Key Differences between Energy Efficiency and Sustainability
Environmentalists are hindered by a lack of clarity around the distinction between sustainability and energy efficiency.
Large companies started to understand the importance of energy around ten years ago. Energy has been a major driver of economic growth for a long time (a belief that is still held today by Congress). It was worth paying more to get a truck moving faster.
Businesses can save money with the sustainability movement. This situation is where a slower delivery vehicle can save enough gasoline to compensate for its time lost. There are many low-hanging fruits that sustainability professionals can use to save businesses millions each year. However, this has had unintended consequences for our business.
According to current definitions, sustainability is 99 percent cost savings and 1% environmental benefits. The 1% difference in cost savings is not really a marketing value. It’s only a way to get employees to buy-in. It is the carrot that motivates sustainability specialists to work tirelessly. Our industry has lost sight of the primary goal — reducing pollution — and instead focuses on energy efficiency.
The environment is not a beneficiary of efficiency. It may actually be more harmful to the environment than not doing anything. Higher profitability equals efficiency. Higher profits translate into higher energy consumption.
Profits = Energy Efficiency = Higher Energy Use
Growth is wonderful, don’t get me wrong. What good is long-term growth if it’s not?
Our misplaced blame is a large factor in the problem. These are two well-known statistics to consider:
Industrial facilities are responsible for more than 2% of global CO2 activity.
40% of carbon dioxide emissions worldwide are caused by buildings.

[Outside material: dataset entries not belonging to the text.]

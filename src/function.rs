use std::cell::RefCell;
use std::fmt::{Debug, Formatter};
use std::rc::Rc;

use crate::ast::FunctionDecl;
use crate::environment::Environment;
use crate::interpreter::{Interpreter, Signal};
use crate::value::Value;

/// A user-declared function: its declaration, the environment captured when
/// the declaration executed, and whether it is a class initializer.
pub struct KloxFunction {
    declaration: Rc<FunctionDecl>,
    closure: Rc<RefCell<Environment>>,
    is_initializer: bool,
}

impl KloxFunction {
    pub fn new(
        declaration: Rc<FunctionDecl>,
        closure: Rc<RefCell<Environment>>,
        is_initializer: bool,
    ) -> Self {
        KloxFunction {
            declaration,
            closure,
            is_initializer,
        }
    }

    pub fn name(&self) -> &str {
        &self.declaration.name.lexeme
    }

    pub fn arity(&self) -> usize {
        self.declaration.params.len()
    }

    /// Produce the bound-method copy: same declaration, but the closure is a
    /// fresh frame defining `this` around the original closure.
    pub fn bind(&self, instance: Value) -> KloxFunction {
        let mut environment = Environment::with_enclosing(Rc::clone(&self.closure));
        environment.define("this", instance);

        KloxFunction {
            declaration: Rc::clone(&self.declaration),
            closure: Rc::new(RefCell::new(environment)),
            is_initializer: self.is_initializer,
        }
    }

    /// The body runs in a fresh frame inside the captured closure, never
    /// inside the caller's environment.  Initializers yield the bound `this`
    /// on every exit path.
    pub fn call(
        &self,
        interpreter: &mut Interpreter,
        arguments: Vec<Value>,
    ) -> Result<Value, Signal> {
        let mut environment = Environment::with_enclosing(Rc::clone(&self.closure));

        for (param, argument) in self.declaration.params.iter().zip(arguments) {
            environment.define(&param.lexeme, argument);
        }

        let result =
            interpreter.execute_block(&self.declaration.body, Rc::new(RefCell::new(environment)));

        match result {
            Ok(()) => {
                if self.is_initializer {
                    Ok(self.bound_this())
                } else {
                    Ok(Value::Nil)
                }
            }

            Err(Signal::Return(value)) => {
                if self.is_initializer {
                    Ok(self.bound_this())
                } else {
                    Ok(value)
                }
            }

            Err(signal) => Err(signal),
        }
    }

    fn bound_this(&self) -> Value {
        Environment::get_at(&self.closure, 0, "this")
            .expect("initializer closure does not bind 'this'")
    }
}

impl Debug for KloxFunction {
    fn fmt(&self, f: &mut Formatter) -> std::fmt::Result {
        write!(f, "<fn {}>", self.name())
    }
}
use std::iter::FusedIterator;

use log::{debug, info};
use phf::phf_map;

use crate::error::KloxError;
use crate::token::{Token, TokenType};

static KEYWORDS: phf::Map<&'static [u8], TokenType> = phf_map! {
    b"and" => TokenType::AND,
    b"class" => TokenType::CLASS,
    b"else" => TokenType::ELSE,
    b"false" => TokenType::FALSE,
    b"fun" => TokenType::FUN,
    b"for" => TokenType::FOR,
    b"if" => TokenType::IF,
    b"nil" => TokenType::NIL,
    b"or" => TokenType::OR,
    b"print" => TokenType::PRINT,
    b"return" => TokenType::RETURN,
    b"super" => TokenType::SUPER,
    b"this" => TokenType::THIS,
    b"true" => TokenType::TRUE,
    b"var" => TokenType::VAR,
    b"while" => TokenType::WHILE,
};

#[derive(Debug, Clone)]
pub struct Scanner {
    source: Vec<u8>,
    start: usize,
    curr_ptr: usize,
    line: usize,
    pending_token: Option<TokenType>,
}

impl Scanner {
    pub fn new(source: &str) -> Self {
        info!("Initializing Scanner with {} bytes of source", source.len());
        Self {
            source: source.as_bytes().to_vec(),
            start: 0,
            curr_ptr: 0,
            line: 1,
            pending_token: None,
        }
    }

    #[inline]
    pub fn len(&self) -> usize {
        self.source.len()
    }

    #[inline]
    pub fn is_empty(&self) -> bool {
        self.source.is_empty()
    }

    fn scan_token(&mut self) -> Result<(), KloxError> {
        let byte: u8 = self.advance();

        match byte {
            b'(' => self.add_token(TokenType::LEFT_PAREN),

            b')' => self.add_token(TokenType::RIGHT_PAREN),

            b'{' => self.add_token(TokenType::LEFT_BRACE),

            b'}' => self.add_token(TokenType::RIGHT_BRACE),

            b',' => self.add_token(TokenType::COMMA),

            b'.' => self.add_token(TokenType::DOT),

            b'-' => self.add_token(TokenType::MINUS),

            b'+' => self.add_token(TokenType::PLUS),

            b';' => self.add_token(TokenType::SEMICOLON),

            b'*' => self.add_token(TokenType::STAR),

            b'!' => {
                let token_type: TokenType = if self.match_byte(b'=') {
                    TokenType::BANG_EQUAL
                } else {
                    TokenType::BANG
                };
                self.add_token(token_type);
            }

            b'=' => {
                let token_type: TokenType = if self.match_byte(b'=') {
                    TokenType::EQUAL_EQUAL
                } else {
                    TokenType::EQUAL
                };
                self.add_token(token_type);
            }

            b'<' => {
                let token_type: TokenType = if self.match_byte(b'=') {
                    TokenType::LESS_EQUAL
                } else {
                    TokenType::LESS
                };
                self.add_token(token_type);
            }

            b'>' => {
                let token_type: TokenType = if self.match_byte(b'=') {
                    TokenType::GREATER_EQUAL
                } else {
                    TokenType::GREATER
                };
                self.add_token(token_type);
            }

            b' ' | b'\r' | b'\t' => {}

            b'\n' => {
                self.line += 1;
            }

            b'/' => {
                if self.match_byte(b'/') {
                    // Comments run to end of line and emit nothing.
                    while self.peek() != b'\n' && !self.is_at_end() {
                        self.advance();
                    }
                } else {
                    self.add_token(TokenType::SLASH);
                }
            }

            b'"' => {
                self.parse_string()?;
            }

            b'0'..=b'9' => {
                self.parse_number();
            }

            b'a'..=b'z' | b'A'..=b'Z' | b'_' => {
                self.parse_identifier();
            }

            _ => {
                debug!(
                    "Unexpected character '{}' at line {}",
                    byte as char, self.line
                );

                return Err(KloxError::lex(
                    self.line,
                    format!("Unexpected character: {}", byte as char),
                ));
            }
        }

        Ok(())
    }

    fn parse_string(&mut self) -> Result<(), KloxError> {
        while !self.is_at_end() && self.peek() != b'"' {
            if self.peek() == b'\n' {
                self.line += 1;
            }
            self.advance();
        }

        if self.is_at_end() {
            return Err(KloxError::lex(self.line, "Unterminated string."));
        }

        // Closing quote.
        self.advance();

        // The literal is the text between the quotes; the lexeme keeps them.
        let parsed_string: String = unsafe {
            String::from_utf8_unchecked(self.source[self.start + 1..self.curr_ptr - 1].to_vec())
        };

        info!("Parsed string literal: {}", parsed_string);

        self.add_token(TokenType::STRING(parsed_string));

        Ok(())
    }

    fn parse_number(&mut self) {
        while self.peek().is_ascii_digit() {
            self.advance();
        }

        if self.peek() == b'.' && self.peek_next().is_ascii_digit() {
            self.advance();

            while self.peek().is_ascii_digit() {
                self.advance();
            }
        }

        let parsed_number: String =
            unsafe { String::from_utf8_unchecked(self.source[self.start..self.curr_ptr].to_vec()) };

        let number: f64 = parsed_number.parse().unwrap_or(0.0);

        info!("Parsed number: {}", number);

        self.add_token(TokenType::NUMBER(number));
    }

    fn parse_identifier(&mut self) {
        while self.peek().is_ascii_alphanumeric() || self.peek() == b'_' {
            self.advance();
        }

        let text: &str =
            unsafe { std::str::from_utf8_unchecked(&self.source[self.start..self.curr_ptr]) };

        match KEYWORDS.get(text.as_bytes()) {
            Some(token_type) => {
                info!("Parsed keyword: {}", text);

                self.add_token(token_type.clone());
            }

            None => {
                info!("Parsed identifier: {}", text);

                self.add_token(TokenType::IDENTIFIER);
            }
        }
    }

    #[inline]
    fn add_token(&mut self, token_type: TokenType) {
        self.pending_token = Some(token_type);
    }

    #[inline]
    fn advance(&mut self) -> u8 {
        let byte = self.source[self.curr_ptr];

        self.curr_ptr += 1;

        byte
    }

    #[inline]
    fn match_byte(&mut self, expected: u8) -> bool {
        if self.is_at_end() || self.source[self.curr_ptr] != expected {
            false
        } else {
            self.curr_ptr += 1;

            true
        }
    }

    #[inline]
    fn peek(&self) -> u8 {
        if self.is_at_end() {
            0
        } else {
            self.source[self.curr_ptr]
        }
    }

    #[inline]
    fn peek_next(&self) -> u8 {
        if self.curr_ptr + 1 >= self.len() {
            0
        } else {
            self.source[self.curr_ptr + 1]
        }
    }

    #[inline]
    fn is_at_end(&self) -> bool {
        self.curr_ptr >= self.len()
    }
}

impl Iterator for Scanner {
    type Item = Result<Token, KloxError>;

    fn next(&mut self) -> Option<Self::Item> {
        if self.is_at_end() {
            if self.curr_ptr == self.len() {
                self.curr_ptr += 1;

                info!("Reached EOF at line {}", self.line);

                return Some(Ok(Token::new(TokenType::EOF, "".to_string(), self.line)));
            }

            return None;
        }

        self.pending_token = None;

        self.start = self.curr_ptr;

        if let Err(e) = self.scan_token() {
            return Some(Err(e));
        }

        if let Some(token_type) = self.pending_token.take() {
            let lexeme: &str =
                unsafe { std::str::from_utf8_unchecked(&self.source[self.start..self.curr_ptr]) };

            debug!(
                "Emitting token: type={:?}, lexeme={}, line={}",
                token_type, lexeme, self.line
            );

            Some(Ok(Token::new(token_type, lexeme.to_string(), self.line)))
        } else {
            // Whitespace or a comment; keep scanning.
            self.next()
        }
    }
}

impl FusedIterator for Scanner {}
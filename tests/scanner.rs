use klox::scanner::Scanner;
use klox::token::{Token, TokenType};

fn assert_token_sequence(source: &str, expected: &[(TokenType, &str)]) {
    let scanner = Scanner::new(source);
    let tokens: Vec<Token> = scanner.filter_map(Result::ok).collect();

    assert_eq!(tokens.len(), expected.len());

    for (actual, (expected_type, expected_lexeme)) in tokens.iter().zip(expected.iter()) {
        assert_eq!(actual.token_type, *expected_type);
        assert_eq!(actual.lexeme, *expected_lexeme);
    }
}

#[test]
fn symbols() {
    assert_token_sequence(
        "({*.,+*})",
        &[
            (TokenType::LEFT_PAREN, "("),
            (TokenType::LEFT_BRACE, "{"),
            (TokenType::STAR, "*"),
            (TokenType::DOT, "."),
            (TokenType::COMMA, ","),
            (TokenType::PLUS, "+"),
            (TokenType::STAR, "*"),
            (TokenType::RIGHT_BRACE, "}"),
            (TokenType::RIGHT_PAREN, ")"),
            (TokenType::EOF, ""),
        ],
    );
}

#[test]
fn one_and_two_character_operators() {
    assert_token_sequence(
        "! != = == < <= > >= - / ;",
        &[
            (TokenType::BANG, "!"),
            (TokenType::BANG_EQUAL, "!="),
            (TokenType::EQUAL, "="),
            (TokenType::EQUAL_EQUAL, "=="),
            (TokenType::LESS, "<"),
            (TokenType::LESS_EQUAL, "<="),
            (TokenType::GREATER, ">"),
            (TokenType::GREATER_EQUAL, ">="),
            (TokenType::MINUS, "-"),
            (TokenType::SLASH, "/"),
            (TokenType::SEMICOLON, ";"),
            (TokenType::EOF, ""),
        ],
    );
}

#[test]
fn keywords_and_identifiers() {
    assert_token_sequence(
        "var language = nil; while (true) or_else",
        &[
            (TokenType::VAR, "var"),
            (TokenType::IDENTIFIER, "language"),
            (TokenType::EQUAL, "="),
            (TokenType::NIL, "nil"),
            (TokenType::SEMICOLON, ";"),
            (TokenType::WHILE, "while"),
            (TokenType::LEFT_PAREN, "("),
            (TokenType::TRUE, "true"),
            (TokenType::RIGHT_PAREN, ")"),
            (TokenType::IDENTIFIER, "or_else"),
            (TokenType::EOF, ""),
        ],
    );
}

#[test]
fn string_literal_strips_quotes_from_value_only() {
    let tokens: Vec<Token> = Scanner::new("\"hello\"").filter_map(Result::ok).collect();

    assert_eq!(tokens.len(), 2);
    assert_eq!(tokens[0].lexeme, "\"hello\"");

    match &tokens[0].token_type {
        TokenType::STRING(value) => assert_eq!(value, "hello"),
        other => panic!("expected STRING, got {:?}", other),
    }
}

#[test]
fn multiline_string_advances_line_counter() {
    let tokens: Vec<Token> = Scanner::new("\"a\nb\" done")
        .filter_map(Result::ok)
        .collect();

    assert_eq!(tokens[0].line, 2);
    assert_eq!(tokens[1].lexeme, "done");
    assert_eq!(tokens[1].line, 2);
}

#[test]
fn number_literals() {
    let tokens: Vec<Token> = Scanner::new("123 45.67 8.").filter_map(Result::ok).collect();

    match tokens[0].token_type {
        TokenType::NUMBER(n) => assert_eq!(n, 123.0),
        _ => panic!("expected NUMBER"),
    }

    match tokens[1].token_type {
        TokenType::NUMBER(n) => assert_eq!(n, 45.67),
        _ => panic!("expected NUMBER"),
    }

    // A trailing dot is not part of the number.
    assert_eq!(tokens[2].lexeme, "8");
    assert_eq!(tokens[3].token_type, TokenType::DOT);
}

#[test]
fn comments_and_newlines_track_lines() {
    let source = "// first line comment\nvar a; // trailing\nvar b;";
    let tokens: Vec<Token> = Scanner::new(source).filter_map(Result::ok).collect();

    assert_eq!(tokens[0].lexeme, "var");
    assert_eq!(tokens[0].line, 2);
    assert_eq!(tokens[3].lexeme, "var");
    assert_eq!(tokens[3].line, 3);
}

#[test]
fn unexpected_characters_are_reported_and_skipped() {
    let results: Vec<_> = Scanner::new(",.$(#").collect();

    // COMMA, DOT, error, LEFT_PAREN, error, EOF
    assert_eq!(results.len(), 6);

    let errors: Vec<String> = results
        .iter()
        .filter_map(|r| r.as_ref().err())
        .map(|e| e.to_string())
        .collect();

    assert_eq!(
        errors,
        vec![
            "[line 1] Error: Unexpected character: $".to_string(),
            "[line 1] Error: Unexpected character: #".to_string(),
        ]
    );

    let kinds: Vec<&TokenType> = results
        .iter()
        .filter_map(|r| r.as_ref().ok())
        .map(|t| &t.token_type)
        .collect();

    assert_eq!(kinds.len(), 4);
    assert_eq!(*kinds[0], TokenType::COMMA);
    assert_eq!(*kinds[3], TokenType::EOF);
}

#[test]
fn unterminated_string_is_an_error() {
    let results: Vec<_> = Scanner::new("var s = \"oops").collect();

    let error = results
        .iter()
        .find_map(|r| r.as_ref().err())
        .expect("expected a scan error");

    assert_eq!(error.to_string(), "[line 1] Error: Unterminated string.");
}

These statements are familiar to you. You’re likely doing all you can to cut down on your energy consumption by using every energy-saving technology that is available.
It is a waste our time.
This isn’t going to solve the root cause of the problem. It’s not about reducing Hydra’s hair. The world produces virtually no CO2e emissions from buildings and IT equipment. These emissions are generated by a coal-fired power station, which provides electricity. Diesel fuel is still used in the production of an efficient truck.
Energy efficiency is actually a way to increase CO2 emissions. This is the ugly truth. The electricity companies do not have to invest in CO2e scrubber technology every time you make an energy efficiency proposal.
Let’s go over the formula again:
Profits = Unsustainable Growth = Higher CO2e Emissions
If sustainability isn’t about energy efficiency, then what is it? True sustainability would have outputs and inputs that can be interchanged. A truly sustainable business would not waste any resources and have minimal growth requirements. It’s also known as the Cradle-to-Cradle design principle. Consider the IT equipment example above.
In winter, heat escapes outside of air-conditioned IT rooms. This is a more efficient option. This would heat employees using the waste heat from the conduitwork. However, we now have a long-term solution. There is no trash to dispose of.
Sustainability = profits = sustainable growth = zero emissions
We, sustainability experts, are actually betraying the cause of the planet and the planet by not moving one step further from efficiency to sustainability. We are wasting our time. SRE is the best place to start if you are looking for ways to improve your company’s energy and sustainability practices.